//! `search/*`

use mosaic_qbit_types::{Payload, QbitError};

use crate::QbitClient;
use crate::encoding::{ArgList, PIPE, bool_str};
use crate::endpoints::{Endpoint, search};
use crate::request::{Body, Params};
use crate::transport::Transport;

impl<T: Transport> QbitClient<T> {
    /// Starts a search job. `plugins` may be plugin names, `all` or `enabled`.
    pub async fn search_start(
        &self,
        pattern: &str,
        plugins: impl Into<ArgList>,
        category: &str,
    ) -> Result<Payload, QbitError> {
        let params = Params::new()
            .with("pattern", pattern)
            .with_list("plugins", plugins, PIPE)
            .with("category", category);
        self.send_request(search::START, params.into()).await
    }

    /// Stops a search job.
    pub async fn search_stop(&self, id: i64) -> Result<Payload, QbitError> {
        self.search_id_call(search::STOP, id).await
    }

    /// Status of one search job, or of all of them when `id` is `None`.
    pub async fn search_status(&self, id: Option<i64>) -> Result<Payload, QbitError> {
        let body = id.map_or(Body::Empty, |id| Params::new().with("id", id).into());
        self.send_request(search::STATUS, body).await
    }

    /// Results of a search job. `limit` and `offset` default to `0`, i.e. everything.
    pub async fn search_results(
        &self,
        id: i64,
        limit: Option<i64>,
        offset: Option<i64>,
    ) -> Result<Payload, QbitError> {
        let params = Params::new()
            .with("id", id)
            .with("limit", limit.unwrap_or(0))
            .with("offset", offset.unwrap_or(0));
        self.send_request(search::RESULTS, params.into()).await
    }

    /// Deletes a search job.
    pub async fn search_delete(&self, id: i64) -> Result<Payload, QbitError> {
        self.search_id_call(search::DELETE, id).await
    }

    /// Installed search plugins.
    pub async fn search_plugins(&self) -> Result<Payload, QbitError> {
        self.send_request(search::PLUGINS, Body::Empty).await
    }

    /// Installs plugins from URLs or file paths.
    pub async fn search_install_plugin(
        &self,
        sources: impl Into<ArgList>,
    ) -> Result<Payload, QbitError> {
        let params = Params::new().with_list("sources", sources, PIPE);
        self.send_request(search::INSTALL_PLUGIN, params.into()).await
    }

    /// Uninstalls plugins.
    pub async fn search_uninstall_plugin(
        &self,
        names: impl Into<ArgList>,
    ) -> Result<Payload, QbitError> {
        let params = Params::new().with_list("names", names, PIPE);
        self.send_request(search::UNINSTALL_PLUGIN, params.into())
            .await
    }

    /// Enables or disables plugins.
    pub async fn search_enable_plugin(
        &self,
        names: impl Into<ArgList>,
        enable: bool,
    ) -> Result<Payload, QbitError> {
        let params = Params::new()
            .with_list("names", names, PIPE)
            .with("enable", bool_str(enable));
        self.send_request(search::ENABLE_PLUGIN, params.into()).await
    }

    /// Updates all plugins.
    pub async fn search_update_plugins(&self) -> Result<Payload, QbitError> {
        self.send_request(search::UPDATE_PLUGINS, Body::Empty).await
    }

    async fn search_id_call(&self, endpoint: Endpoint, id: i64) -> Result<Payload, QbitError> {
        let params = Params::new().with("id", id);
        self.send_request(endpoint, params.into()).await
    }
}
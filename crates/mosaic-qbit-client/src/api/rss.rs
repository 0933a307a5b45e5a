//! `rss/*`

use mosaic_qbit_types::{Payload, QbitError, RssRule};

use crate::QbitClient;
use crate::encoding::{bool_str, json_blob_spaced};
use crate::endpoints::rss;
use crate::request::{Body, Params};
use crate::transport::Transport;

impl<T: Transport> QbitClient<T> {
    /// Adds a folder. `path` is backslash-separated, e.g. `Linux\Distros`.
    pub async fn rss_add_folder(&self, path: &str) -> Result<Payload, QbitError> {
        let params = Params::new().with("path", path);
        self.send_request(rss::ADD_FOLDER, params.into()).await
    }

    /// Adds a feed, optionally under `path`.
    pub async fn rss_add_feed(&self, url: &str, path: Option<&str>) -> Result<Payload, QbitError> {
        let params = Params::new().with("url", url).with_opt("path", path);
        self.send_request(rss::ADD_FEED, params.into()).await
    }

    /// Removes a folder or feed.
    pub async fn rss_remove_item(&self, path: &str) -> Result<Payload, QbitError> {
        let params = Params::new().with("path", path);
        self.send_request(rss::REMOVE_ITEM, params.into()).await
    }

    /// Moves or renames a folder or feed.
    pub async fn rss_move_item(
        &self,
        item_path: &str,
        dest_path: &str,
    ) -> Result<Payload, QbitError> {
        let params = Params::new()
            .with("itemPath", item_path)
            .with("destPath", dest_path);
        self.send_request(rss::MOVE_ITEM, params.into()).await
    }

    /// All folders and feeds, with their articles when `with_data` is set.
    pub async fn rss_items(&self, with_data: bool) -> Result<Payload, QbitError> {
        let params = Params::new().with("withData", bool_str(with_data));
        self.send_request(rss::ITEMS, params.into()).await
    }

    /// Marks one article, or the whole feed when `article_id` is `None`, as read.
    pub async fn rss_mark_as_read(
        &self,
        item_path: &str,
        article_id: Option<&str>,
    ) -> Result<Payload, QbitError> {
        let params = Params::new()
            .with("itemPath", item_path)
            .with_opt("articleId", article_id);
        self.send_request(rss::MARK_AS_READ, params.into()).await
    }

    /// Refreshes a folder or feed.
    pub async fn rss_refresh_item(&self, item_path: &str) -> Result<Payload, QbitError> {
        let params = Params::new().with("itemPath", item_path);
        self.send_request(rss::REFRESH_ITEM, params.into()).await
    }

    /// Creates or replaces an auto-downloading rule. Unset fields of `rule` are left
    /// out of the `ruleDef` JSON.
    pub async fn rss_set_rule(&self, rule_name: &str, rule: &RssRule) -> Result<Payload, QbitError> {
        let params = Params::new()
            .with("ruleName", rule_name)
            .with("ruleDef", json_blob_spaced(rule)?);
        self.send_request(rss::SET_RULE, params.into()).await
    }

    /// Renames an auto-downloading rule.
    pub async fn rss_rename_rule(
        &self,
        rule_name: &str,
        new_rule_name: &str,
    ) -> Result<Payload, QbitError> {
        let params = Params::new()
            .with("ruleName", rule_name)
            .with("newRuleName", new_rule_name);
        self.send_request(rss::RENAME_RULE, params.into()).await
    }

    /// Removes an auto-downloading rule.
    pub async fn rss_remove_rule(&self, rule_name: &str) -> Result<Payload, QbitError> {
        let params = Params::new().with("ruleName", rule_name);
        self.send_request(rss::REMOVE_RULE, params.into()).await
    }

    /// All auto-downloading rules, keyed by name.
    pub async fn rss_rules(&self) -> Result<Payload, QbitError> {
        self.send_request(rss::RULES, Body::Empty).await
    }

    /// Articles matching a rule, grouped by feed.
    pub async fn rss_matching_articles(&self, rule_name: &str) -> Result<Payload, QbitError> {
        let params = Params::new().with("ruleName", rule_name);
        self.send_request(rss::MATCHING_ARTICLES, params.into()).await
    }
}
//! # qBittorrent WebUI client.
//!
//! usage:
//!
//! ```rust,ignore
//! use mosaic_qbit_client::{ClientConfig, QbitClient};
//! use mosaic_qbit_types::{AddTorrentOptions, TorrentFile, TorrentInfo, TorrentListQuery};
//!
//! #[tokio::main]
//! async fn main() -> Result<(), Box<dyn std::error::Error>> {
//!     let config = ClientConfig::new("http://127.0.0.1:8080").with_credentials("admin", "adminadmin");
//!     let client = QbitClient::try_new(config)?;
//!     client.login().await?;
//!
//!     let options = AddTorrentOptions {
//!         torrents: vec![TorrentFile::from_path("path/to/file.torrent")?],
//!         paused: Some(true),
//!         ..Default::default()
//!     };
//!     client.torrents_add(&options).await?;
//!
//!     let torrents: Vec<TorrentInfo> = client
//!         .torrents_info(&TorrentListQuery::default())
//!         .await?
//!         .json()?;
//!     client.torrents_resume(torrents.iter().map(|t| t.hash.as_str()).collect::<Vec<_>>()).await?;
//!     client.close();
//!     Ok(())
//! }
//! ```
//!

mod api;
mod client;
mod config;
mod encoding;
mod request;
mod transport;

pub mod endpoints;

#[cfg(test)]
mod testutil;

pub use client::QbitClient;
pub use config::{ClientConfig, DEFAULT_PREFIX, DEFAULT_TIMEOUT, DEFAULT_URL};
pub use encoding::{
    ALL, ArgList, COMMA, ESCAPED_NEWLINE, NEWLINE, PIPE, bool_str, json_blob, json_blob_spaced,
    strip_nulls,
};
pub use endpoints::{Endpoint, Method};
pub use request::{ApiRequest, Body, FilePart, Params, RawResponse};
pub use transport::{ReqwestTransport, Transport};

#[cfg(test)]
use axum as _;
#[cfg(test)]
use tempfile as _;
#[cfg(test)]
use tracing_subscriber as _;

## Exercise brief
Copy all lines of the preceding data that hold the word "category".

## Task result
        category: &str,
            .with("category", category);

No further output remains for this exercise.